Scientists Discover How Carbon is Stored in the Southern Ocean
A team of British and Australian scientists has discovered an important method of how carbon is drawn down from the surface of the Southern Ocean to the deep waters beneath.
This latest finding was reported in the Journal Nature Geoscience which was done by scientists from British Antarctic Survey (BAS) and Australia's national research agency, the Commonwealth Scientific and Industrial Research Organisation (CSIRO).
The study reveal that rather than carbon being absorbed uniformly into the deep ocean in vast areas, it is drawn down and locked away from the atmosphere by plunging currents a thousand kilometres wide.
Like Us on Facebook
Eddies are the term given to the winds, currents and massive whirlpools that carry warm and cold water around the ocean, create a localized pathways or funnels for carbon to be stored.
Lead author, Dr Jean-Baptiste Sallée from British Antarctic Survey says, "The Southern Ocean is a large window by which the atmosphere connects to the interior of the ocean below. Until now we didn't know exactly the physical processes of how carbon ends up being stored deep in the ocean. It's the combination of winds, currents and eddies that create these carbon-capturing pathways drawing waters down into the deep ocean from the ocean surface. Now that we have an improved understanding of the mechanisms for carbon draw-down we are better placed to understand the effects of changing climate and future carbon absorption by the ocean."

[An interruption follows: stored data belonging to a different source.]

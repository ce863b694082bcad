// This Source Code Form is subject to the terms of the Mozilla Public
// License, v. 2.0. If a copy of the MPL was not distributed with this
// file, You can obtain one at http://mozilla.org/MPL/2.0/.
//
// Copyright (c) DUSK NETWORK. All rights reserved.

//! The BA-Mgr itself: owns the round config registry, the BA instance
//! table, the per-chain vote filters, and the chain drivers spawned for
//! them. A single reader/writer lock guards this inventory; the
//! processed-result cache is deliberately a separate lock.

use crate::config::ConfigRegistry;
use crate::driver::{run_chain_driver, ChainDriverCtx};
use crate::error::{Error, Result};
use crate::filter::VoteFilter;
use crate::instance::{check_chain_id, Agreement, BaInstance, RestartChannel};
use crate::result_cache::ProcessedResultSet;
use crate::services::Services;
use crate::types::{AgreementResult, Block, Position, RoundConfig, Timestamp, Vote};
use std::sync::Arc;
use tokio::sync::{Mutex, RwLock};
use tokio::task::JoinHandle;
use tokio_util::sync::CancellationToken;
use tracing::{debug, info, warn};

struct Inventory {
    instances: Vec<Arc<BaInstance>>,
    filters: Vec<Arc<Mutex<VoteFilter>>>,
    drivers: Vec<JoinHandle<()>>,
    is_running: bool,
}

/// Orchestrates every chain's Byzantine Agreement instance for one node.
pub struct BaMgr {
    configs: Arc<ConfigRegistry>,
    services: Arc<Services>,
    inventory: RwLock<Inventory>,
    /// Explicitly outside `inventory`'s lock: concurrent
    /// use from anywhere but the caller's own serialized result-handling
    /// path is a contract violation at the layer above, not something this
    /// lock needs to arbitrate.
    result_cache: Mutex<ProcessedResultSet>,
    cancel: CancellationToken,
}

impl BaMgr {
    pub fn new(init_round: u64, init_round_begin_time: Timestamp, services: Arc<Services>) -> Self {
        Self {
            configs: Arc::new(ConfigRegistry::new(init_round, init_round_begin_time)),
            services,
            inventory: RwLock::new(Inventory {
                instances: Vec::new(),
                filters: Vec::new(),
                drivers: Vec::new(),
                is_running: false,
            }),
            result_cache: Mutex::new(ProcessedResultSet::new(crate::config::MAX_RESULT_CACHE)),
            cancel: CancellationToken::new(),
        }
    }

    /// Spawns a driver task for every already-registered chain. Idempotent
    /// only in the sense that calling it twice spawns duplicate drivers —
    /// callers must call it at most once. Chains appended after this point
    /// are gated on "is the manager already running" instead.
    pub async fn start(self: &Arc<Self>) {
        let mut inv = self.inventory.write().await;
        inv.is_running = true;
        for chain_id in 0..inv.instances.len() as u32 {
            let handle = self.spawn_driver(chain_id, &inv.instances[chain_id as usize], &inv.filters[chain_id as usize]);
            inv.drivers.push(handle);
        }
    }

    fn spawn_driver(
        self: &Arc<Self>,
        chain_id: u32,
        instance: &Arc<BaInstance>,
        filter_slot: &Arc<Mutex<VoteFilter>>,
    ) -> JoinHandle<()> {
        let ctx = ChainDriverCtx {
            chain_id,
            configs: self.configs.clone(),
            instance: instance.clone(),
            filter_slot: filter_slot.clone(),
            services: self.services.clone(),
            cancel: self.cancel.clone(),
        };
        tokio::spawn(run_chain_driver(ctx))
    }

    /// `appendConfig`.
    pub async fn append_config(
        self: &Arc<Self>,
        round: u64,
        cfg: RoundConfig,
        crs: crate::types::Crs,
    ) -> Result<()> {
        let outcome = self.configs.append(round, cfg.clone(), crs).await?;

        let mut inv = self.inventory.write().await;
        for chain_id in outcome.old_num_chains..outcome.new_num_chains {
            let notary_set = self
                .services
                .node_set_cache
                .notary_set(round, chain_id, crs, cfg.notary_set_size)
                .await
                .unwrap_or_else(|e| {
                    crate::error::fatal::node_set_cache_corrupt(round, chain_id, &e.0)
                });
            let leader = self
                .services
                .node_set_cache
                .leader_node(Position::new(round, chain_id, 0))
                .await
                .unwrap_or_else(|e| {
                    crate::error::fatal::node_set_cache_corrupt(round, chain_id, &e.0)
                });

            let channel = RestartChannel::new();
            let receiver = channel.handle();
            let mut inner = self.services.agreement_factory.new_agreement(
                chain_id,
                receiver,
                self.services.signer.clone(),
            );
            inner.restart(notary_set, Position::new(round, chain_id, 0), leader, crs);

            let instance = Arc::new(BaInstance::new(inner, channel));
            let filter_slot = Arc::new(Mutex::new(VoteFilter::new()));

            info!(chain_id, round, "registered new BA instance");

            if inv.is_running {
                let handle = self.spawn_driver(chain_id, &instance, &filter_slot);
                inv.drivers.push(handle);
            }
            inv.instances.push(instance);
            inv.filters.push(filter_slot);
        }

        Ok(())
    }

    /// `processVote`.
    pub async fn process_vote(&self, vote: Vote) -> Result<()> {
        let inv = self.inventory.read().await;
        check_chain_id(vote.position.chain_id, inv.instances.len())?;
        let idx = vote.position.chain_id as usize;

        let mut filter = inv.filters[idx].lock().await;
        if filter.is_duplicate(&vote) {
            debug!(chain_id = idx, position = ?vote.position, "dropping duplicate vote");
            return Ok(());
        }

        let mut inner = inv.instances[idx].inner.lock().await;
        inner.process_vote(vote.clone()).await?;
        inner.update_filter(&mut filter);
        Ok(())
    }

    /// `processBlock`.
    pub async fn process_block(&self, block: Block) -> Result<()> {
        let inv = self.inventory.read().await;
        check_chain_id(block.position.chain_id, inv.instances.len())?;
        let idx = block.position.chain_id as usize;
        inv.instances[idx].inner.lock().await.process_block(block).await
    }

    /// `processAgreementResult`: slow-sync replays votes for the
    /// instance's current position; fast-sync restarts the instance at a
    /// newer one.
    pub async fn process_agreement_result(&self, result: AgreementResult) -> Result<()> {
        let inv = self.inventory.read().await;
        check_chain_id(result.position.chain_id, inv.instances.len())?;
        let idx = result.position.chain_id as usize;
        let instance = &inv.instances[idx];

        let agreement_id = instance.inner.lock().await.agreement_id();
        if agreement_id.is_stop() {
            return Ok(());
        }

        if result.position == agreement_id {
            let confirmed = instance.inner.lock().await.confirmed();
            if !confirmed {
                let mut filter = inv.filters[idx].lock().await;
                let mut inner = instance.inner.lock().await;
                for vote in &result.votes {
                    if !filter.is_duplicate(vote) {
                        inner.process_vote(vote.clone()).await?;
                        inner.update_filter(&mut filter);
                    }
                }
            }
            return Ok(());
        }

        if result.position > agreement_id {
            let round = result.position.round;
            let crs = crate::external::crs_with_panic(&*self.services.governance, round).await;
            let cfg = crate::external::config_with_panic(&*self.services.governance, round).await;

            let notary_set = self
                .services
                .node_set_cache
                .notary_set(round, idx as u32, crs, cfg.notary_set_size)
                .await
                .unwrap_or_else(|e| {
                    crate::error::fatal::node_set_cache_corrupt(round, idx as u32, &e.0)
                });

            {
                let mut filter = inv.filters[idx].lock().await;
                let mut inner = instance.inner.lock().await;
                for vote in &result.votes {
                    if !filter.is_duplicate(vote) {
                        inner.process_vote(vote.clone()).await?;
                        inner.update_filter(&mut filter);
                    }
                }
            }

            self.services.network.pull_blocks(&[result.block_hash]).await;

            let leader = self
                .services
                .node_set_cache
                .leader_node(result.position)
                .await
                .unwrap_or_else(|e| {
                    crate::error::fatal::node_set_cache_corrupt(round, idx as u32, &e.0)
                });

            instance
                .inner
                .lock()
                .await
                .restart(notary_set, result.position, leader, crs);

            return Ok(());
        }

        let result_position = result.position;
        debug!(
            chain_id = idx,
            ?result_position,
            ?agreement_id,
            "dropping stale agreement result"
        );
        Ok(())
    }

    /// First-seen tracking for agreement results, independent of the
    /// instance inventory lock.
    pub async fn touch_agreement_result(&self, position: Position) -> bool {
        self.result_cache.lock().await.touch(position)
    }

    pub async fn untouch_agreement_result(&self, position: &Position) {
        self.result_cache.lock().await.untouch(position);
    }

    /// `stop()`: signal cancellation, call `stop()` on
    /// every instance under the lock, release it, then join every driver.
    pub async fn stop(&self) {
        self.cancel.cancel();

        let handles = {
            let mut inv = self.inventory.write().await;
            for instance in &inv.instances {
                instance.inner.lock().await.stop();
            }
            inv.is_running = false;
            std::mem::take(&mut inv.drivers)
        };

        for handle in handles {
            if let Err(e) = handle.await {
                warn!(error = %e, "chain driver task panicked during shutdown");
            }
        }
    }

    pub async fn num_chains(&self) -> usize {
        self.inventory.read().await.instances.len()
    }
}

CSIRO co-author, Dr Richard Matear says the rate-limiting step in the anthropogenic carbon uptake by the ocean is the physical transport from the surface into the ocean interior.
"Our study identifies these pathways for the first time and this matches well with observationally-derived estimates of carbon storage in the ocean interior," Dr Matear says.
Will the help of small robotic probes known as Argo floats; the scientists were able to learn the workings of the ocean. Back in 2002, the researchers had used 80 floats in Southern Ocean to collect information on temperature and salinity.
This unique set of observations spanning 10 years has enabled scientists to investigate this remote region of the world for the first time. The floats are just over a metre in length and dive to depths of 2km. Today, there are over 3,000 floats in the oceans worldwide providing detailed information used in oceanic climate models.
According to CSIRO, the team also analysed temperature, salinity and pressure data collected from ship-based observations since the 1990s, using a CTD profiler - a cluster of sensors which takes measurements as it is lowered deep down into the ocean to depths of more than 7km.